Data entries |
_ _ _ _ _ _ _
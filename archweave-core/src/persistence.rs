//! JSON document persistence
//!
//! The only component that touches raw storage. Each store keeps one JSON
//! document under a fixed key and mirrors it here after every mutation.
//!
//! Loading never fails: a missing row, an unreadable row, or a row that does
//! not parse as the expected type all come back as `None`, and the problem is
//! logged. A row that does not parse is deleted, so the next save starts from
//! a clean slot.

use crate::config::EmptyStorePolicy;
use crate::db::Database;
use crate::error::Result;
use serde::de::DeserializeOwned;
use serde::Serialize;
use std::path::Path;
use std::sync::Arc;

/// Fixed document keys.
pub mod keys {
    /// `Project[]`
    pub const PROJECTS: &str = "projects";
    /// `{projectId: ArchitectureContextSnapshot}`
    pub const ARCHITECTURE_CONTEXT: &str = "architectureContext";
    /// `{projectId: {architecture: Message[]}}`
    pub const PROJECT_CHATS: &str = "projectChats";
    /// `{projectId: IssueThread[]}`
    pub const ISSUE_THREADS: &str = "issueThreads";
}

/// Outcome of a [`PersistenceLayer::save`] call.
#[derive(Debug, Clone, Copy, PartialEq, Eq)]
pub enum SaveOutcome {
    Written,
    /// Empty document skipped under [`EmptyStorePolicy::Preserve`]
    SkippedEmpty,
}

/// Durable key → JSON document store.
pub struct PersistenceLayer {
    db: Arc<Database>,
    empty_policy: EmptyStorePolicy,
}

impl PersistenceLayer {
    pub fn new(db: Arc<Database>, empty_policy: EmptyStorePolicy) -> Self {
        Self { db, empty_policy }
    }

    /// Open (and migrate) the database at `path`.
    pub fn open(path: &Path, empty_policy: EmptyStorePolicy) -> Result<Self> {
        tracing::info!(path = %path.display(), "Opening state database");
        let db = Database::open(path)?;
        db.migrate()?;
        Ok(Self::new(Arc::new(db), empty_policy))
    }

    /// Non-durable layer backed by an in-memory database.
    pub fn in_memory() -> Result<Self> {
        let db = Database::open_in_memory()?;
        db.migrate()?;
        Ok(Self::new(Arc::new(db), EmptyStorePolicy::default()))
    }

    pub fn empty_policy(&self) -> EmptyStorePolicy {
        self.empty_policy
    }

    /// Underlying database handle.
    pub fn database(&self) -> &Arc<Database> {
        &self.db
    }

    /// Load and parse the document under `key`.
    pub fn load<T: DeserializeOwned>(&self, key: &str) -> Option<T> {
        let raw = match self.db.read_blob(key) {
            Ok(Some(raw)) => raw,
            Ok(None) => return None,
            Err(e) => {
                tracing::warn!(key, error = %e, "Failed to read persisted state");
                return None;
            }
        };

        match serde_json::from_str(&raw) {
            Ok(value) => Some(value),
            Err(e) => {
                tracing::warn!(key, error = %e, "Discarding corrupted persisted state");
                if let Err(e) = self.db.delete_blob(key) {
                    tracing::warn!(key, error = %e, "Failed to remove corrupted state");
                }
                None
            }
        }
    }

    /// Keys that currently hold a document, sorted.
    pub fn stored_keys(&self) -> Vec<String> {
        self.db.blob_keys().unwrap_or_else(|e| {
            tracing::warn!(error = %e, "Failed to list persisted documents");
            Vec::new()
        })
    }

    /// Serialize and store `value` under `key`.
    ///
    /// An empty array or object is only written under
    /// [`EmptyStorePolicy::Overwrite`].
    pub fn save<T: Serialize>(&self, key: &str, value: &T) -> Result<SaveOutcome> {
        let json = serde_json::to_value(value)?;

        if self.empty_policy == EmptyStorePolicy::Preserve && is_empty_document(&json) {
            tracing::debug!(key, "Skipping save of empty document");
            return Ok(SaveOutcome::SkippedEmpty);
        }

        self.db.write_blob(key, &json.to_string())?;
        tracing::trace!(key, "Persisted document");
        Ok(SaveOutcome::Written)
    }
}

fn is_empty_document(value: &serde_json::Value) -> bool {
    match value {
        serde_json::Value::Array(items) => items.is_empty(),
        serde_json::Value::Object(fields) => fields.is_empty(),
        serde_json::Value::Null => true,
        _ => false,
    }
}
_ _ _ _ _ _ _
EXERCISE |
For each line in the entries that contains the string "crate", make a copy.

RESULT OF THIS EXERCISE |
use crate::config::EmptyStorePolicy;
use crate::db::Database;
use crate::error::Result;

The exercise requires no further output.